Problem statement ▸
Going line by line through the records below, count those with the word "configuration" and give only the count.

(Collected data)
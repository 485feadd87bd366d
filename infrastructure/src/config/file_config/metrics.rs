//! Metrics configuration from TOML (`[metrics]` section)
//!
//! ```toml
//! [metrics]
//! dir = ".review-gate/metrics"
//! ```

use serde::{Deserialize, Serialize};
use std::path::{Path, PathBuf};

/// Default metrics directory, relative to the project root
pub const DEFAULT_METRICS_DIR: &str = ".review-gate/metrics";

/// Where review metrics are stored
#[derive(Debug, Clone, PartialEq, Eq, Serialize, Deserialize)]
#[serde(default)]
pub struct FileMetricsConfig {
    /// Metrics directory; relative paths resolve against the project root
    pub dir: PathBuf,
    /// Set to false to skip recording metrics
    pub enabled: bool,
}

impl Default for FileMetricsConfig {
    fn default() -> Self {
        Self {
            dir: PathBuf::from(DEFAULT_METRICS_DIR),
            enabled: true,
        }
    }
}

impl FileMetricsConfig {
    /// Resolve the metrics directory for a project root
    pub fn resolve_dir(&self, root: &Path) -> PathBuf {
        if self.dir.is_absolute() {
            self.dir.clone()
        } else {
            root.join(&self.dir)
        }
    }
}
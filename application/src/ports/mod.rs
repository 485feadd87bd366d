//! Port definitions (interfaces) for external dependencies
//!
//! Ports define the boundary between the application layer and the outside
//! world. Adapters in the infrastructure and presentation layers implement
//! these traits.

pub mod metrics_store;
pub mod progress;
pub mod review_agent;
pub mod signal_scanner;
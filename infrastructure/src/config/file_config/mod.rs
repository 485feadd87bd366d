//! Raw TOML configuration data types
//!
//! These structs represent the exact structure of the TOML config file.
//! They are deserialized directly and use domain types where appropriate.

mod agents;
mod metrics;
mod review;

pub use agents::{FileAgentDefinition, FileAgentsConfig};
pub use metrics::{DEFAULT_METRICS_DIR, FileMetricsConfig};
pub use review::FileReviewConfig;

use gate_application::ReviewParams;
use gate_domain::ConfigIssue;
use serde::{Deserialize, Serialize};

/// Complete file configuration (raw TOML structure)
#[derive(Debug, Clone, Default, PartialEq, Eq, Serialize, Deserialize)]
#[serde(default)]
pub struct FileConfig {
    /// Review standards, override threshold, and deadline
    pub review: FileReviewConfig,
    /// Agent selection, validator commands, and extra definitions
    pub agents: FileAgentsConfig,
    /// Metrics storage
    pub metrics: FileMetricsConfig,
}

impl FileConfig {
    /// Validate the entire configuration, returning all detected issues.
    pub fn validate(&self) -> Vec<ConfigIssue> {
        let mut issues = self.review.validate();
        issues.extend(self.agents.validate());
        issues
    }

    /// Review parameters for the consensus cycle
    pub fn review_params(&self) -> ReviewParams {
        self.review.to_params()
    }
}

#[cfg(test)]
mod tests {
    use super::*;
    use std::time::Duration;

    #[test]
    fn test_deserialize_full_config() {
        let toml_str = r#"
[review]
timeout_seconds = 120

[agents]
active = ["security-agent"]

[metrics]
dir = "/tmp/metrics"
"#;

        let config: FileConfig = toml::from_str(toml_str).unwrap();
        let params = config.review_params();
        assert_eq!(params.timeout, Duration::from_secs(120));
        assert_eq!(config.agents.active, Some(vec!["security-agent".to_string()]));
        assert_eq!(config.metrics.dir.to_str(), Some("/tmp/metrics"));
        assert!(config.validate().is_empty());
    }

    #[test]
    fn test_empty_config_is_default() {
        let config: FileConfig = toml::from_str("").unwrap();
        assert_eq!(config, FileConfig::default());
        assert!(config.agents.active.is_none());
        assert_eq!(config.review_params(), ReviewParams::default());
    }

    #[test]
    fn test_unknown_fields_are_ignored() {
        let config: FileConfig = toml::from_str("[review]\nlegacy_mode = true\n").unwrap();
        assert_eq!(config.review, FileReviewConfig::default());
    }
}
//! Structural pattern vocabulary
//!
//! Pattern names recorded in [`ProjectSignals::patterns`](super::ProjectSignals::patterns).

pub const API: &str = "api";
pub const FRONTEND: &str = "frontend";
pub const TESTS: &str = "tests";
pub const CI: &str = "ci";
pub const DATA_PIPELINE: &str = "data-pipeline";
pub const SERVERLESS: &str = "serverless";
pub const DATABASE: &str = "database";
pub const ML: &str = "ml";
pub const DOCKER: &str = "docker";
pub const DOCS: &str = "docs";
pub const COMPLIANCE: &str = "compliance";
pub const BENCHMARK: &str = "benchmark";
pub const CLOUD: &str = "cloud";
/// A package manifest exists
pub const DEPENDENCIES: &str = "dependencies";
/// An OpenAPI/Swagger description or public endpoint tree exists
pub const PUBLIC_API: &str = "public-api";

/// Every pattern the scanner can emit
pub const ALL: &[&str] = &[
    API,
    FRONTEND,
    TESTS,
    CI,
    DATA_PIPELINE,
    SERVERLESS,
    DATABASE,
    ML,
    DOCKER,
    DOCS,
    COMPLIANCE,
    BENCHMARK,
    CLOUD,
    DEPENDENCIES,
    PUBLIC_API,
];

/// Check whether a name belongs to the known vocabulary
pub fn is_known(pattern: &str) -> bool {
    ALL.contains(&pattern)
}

--

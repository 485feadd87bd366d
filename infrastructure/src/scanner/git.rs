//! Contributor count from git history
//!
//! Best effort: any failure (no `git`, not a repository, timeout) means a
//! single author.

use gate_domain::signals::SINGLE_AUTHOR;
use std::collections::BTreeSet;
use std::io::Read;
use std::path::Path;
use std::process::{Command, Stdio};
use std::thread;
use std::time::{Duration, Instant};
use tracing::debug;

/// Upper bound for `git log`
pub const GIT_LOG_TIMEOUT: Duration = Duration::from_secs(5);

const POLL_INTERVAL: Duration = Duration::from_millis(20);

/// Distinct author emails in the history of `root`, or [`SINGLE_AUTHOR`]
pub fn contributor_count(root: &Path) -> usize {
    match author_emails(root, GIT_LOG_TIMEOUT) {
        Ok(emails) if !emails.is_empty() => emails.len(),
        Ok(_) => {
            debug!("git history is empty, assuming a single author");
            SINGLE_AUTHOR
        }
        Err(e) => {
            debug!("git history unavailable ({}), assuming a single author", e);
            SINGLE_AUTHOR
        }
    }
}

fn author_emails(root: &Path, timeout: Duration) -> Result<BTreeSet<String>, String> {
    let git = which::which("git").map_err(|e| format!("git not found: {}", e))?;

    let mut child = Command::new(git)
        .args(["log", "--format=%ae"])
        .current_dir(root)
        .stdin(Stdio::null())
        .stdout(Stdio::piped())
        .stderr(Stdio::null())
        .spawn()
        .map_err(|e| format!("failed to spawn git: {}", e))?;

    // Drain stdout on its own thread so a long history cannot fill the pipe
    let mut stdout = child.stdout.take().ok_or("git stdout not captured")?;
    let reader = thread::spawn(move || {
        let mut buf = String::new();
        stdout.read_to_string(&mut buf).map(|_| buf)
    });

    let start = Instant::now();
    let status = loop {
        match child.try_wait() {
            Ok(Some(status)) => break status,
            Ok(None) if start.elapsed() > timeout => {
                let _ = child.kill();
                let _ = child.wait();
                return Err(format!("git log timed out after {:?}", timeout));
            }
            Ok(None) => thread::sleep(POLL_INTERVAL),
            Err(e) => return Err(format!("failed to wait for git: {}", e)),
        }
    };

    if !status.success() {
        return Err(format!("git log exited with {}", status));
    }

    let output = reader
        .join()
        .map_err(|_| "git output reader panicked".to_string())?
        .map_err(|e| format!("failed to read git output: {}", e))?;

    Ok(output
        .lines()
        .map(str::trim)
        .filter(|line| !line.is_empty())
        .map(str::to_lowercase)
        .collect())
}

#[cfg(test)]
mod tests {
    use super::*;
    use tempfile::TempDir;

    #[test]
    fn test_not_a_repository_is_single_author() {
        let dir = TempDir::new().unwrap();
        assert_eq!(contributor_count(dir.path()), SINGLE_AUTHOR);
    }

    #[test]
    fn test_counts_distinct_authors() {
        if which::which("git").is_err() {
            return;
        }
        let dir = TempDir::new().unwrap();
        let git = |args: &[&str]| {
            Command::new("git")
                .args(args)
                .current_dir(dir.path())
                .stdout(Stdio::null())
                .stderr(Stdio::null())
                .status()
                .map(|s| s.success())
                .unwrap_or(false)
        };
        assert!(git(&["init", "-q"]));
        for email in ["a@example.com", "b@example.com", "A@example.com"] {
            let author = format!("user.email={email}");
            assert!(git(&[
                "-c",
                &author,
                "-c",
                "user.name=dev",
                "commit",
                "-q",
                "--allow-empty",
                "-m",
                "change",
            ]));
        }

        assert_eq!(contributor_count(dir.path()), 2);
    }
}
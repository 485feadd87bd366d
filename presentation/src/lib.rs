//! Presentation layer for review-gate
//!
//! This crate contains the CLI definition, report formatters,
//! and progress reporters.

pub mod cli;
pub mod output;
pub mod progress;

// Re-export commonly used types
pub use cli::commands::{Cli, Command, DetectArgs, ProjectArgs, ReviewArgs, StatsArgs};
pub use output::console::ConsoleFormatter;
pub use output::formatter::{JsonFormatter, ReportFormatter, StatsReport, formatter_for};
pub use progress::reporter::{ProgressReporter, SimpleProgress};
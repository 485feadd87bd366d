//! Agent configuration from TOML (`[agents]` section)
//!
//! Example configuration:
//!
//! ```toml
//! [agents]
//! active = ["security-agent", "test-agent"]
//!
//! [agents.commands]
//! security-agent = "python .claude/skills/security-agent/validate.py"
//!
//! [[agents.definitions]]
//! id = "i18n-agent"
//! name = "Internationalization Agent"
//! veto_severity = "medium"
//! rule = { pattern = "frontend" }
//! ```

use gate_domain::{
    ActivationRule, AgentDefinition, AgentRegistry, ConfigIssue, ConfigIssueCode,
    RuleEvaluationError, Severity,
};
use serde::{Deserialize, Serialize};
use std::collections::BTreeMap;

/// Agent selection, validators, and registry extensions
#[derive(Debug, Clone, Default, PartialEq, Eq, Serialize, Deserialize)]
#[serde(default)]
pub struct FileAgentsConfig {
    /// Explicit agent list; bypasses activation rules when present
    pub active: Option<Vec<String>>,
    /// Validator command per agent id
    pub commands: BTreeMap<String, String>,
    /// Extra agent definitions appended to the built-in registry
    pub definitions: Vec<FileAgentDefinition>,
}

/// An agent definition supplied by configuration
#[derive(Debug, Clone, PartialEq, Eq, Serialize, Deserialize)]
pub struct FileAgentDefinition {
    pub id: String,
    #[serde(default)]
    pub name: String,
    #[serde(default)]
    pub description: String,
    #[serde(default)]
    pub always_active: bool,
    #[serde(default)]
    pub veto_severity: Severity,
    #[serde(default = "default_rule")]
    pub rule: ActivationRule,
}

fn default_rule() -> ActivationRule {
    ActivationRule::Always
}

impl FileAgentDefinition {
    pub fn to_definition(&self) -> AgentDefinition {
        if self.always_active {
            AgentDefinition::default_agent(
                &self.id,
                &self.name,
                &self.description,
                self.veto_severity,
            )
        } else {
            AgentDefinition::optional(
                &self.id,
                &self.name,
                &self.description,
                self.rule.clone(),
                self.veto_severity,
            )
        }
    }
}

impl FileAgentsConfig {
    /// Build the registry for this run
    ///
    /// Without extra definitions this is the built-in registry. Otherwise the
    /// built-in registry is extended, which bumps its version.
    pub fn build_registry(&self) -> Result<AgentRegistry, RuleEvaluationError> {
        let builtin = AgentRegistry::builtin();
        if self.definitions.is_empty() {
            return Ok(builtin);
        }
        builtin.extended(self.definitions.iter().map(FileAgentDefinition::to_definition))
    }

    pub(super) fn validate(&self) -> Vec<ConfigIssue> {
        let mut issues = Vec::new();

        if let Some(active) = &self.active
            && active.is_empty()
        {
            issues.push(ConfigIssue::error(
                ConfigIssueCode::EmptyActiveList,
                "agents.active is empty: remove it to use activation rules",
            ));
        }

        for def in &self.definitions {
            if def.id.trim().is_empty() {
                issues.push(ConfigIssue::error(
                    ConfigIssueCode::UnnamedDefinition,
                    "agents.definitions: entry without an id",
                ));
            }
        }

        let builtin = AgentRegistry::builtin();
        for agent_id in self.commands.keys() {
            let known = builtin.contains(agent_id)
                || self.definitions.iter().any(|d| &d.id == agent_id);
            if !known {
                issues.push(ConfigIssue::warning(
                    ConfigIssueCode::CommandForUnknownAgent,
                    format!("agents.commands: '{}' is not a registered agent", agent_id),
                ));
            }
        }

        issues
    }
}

Written response ▸
7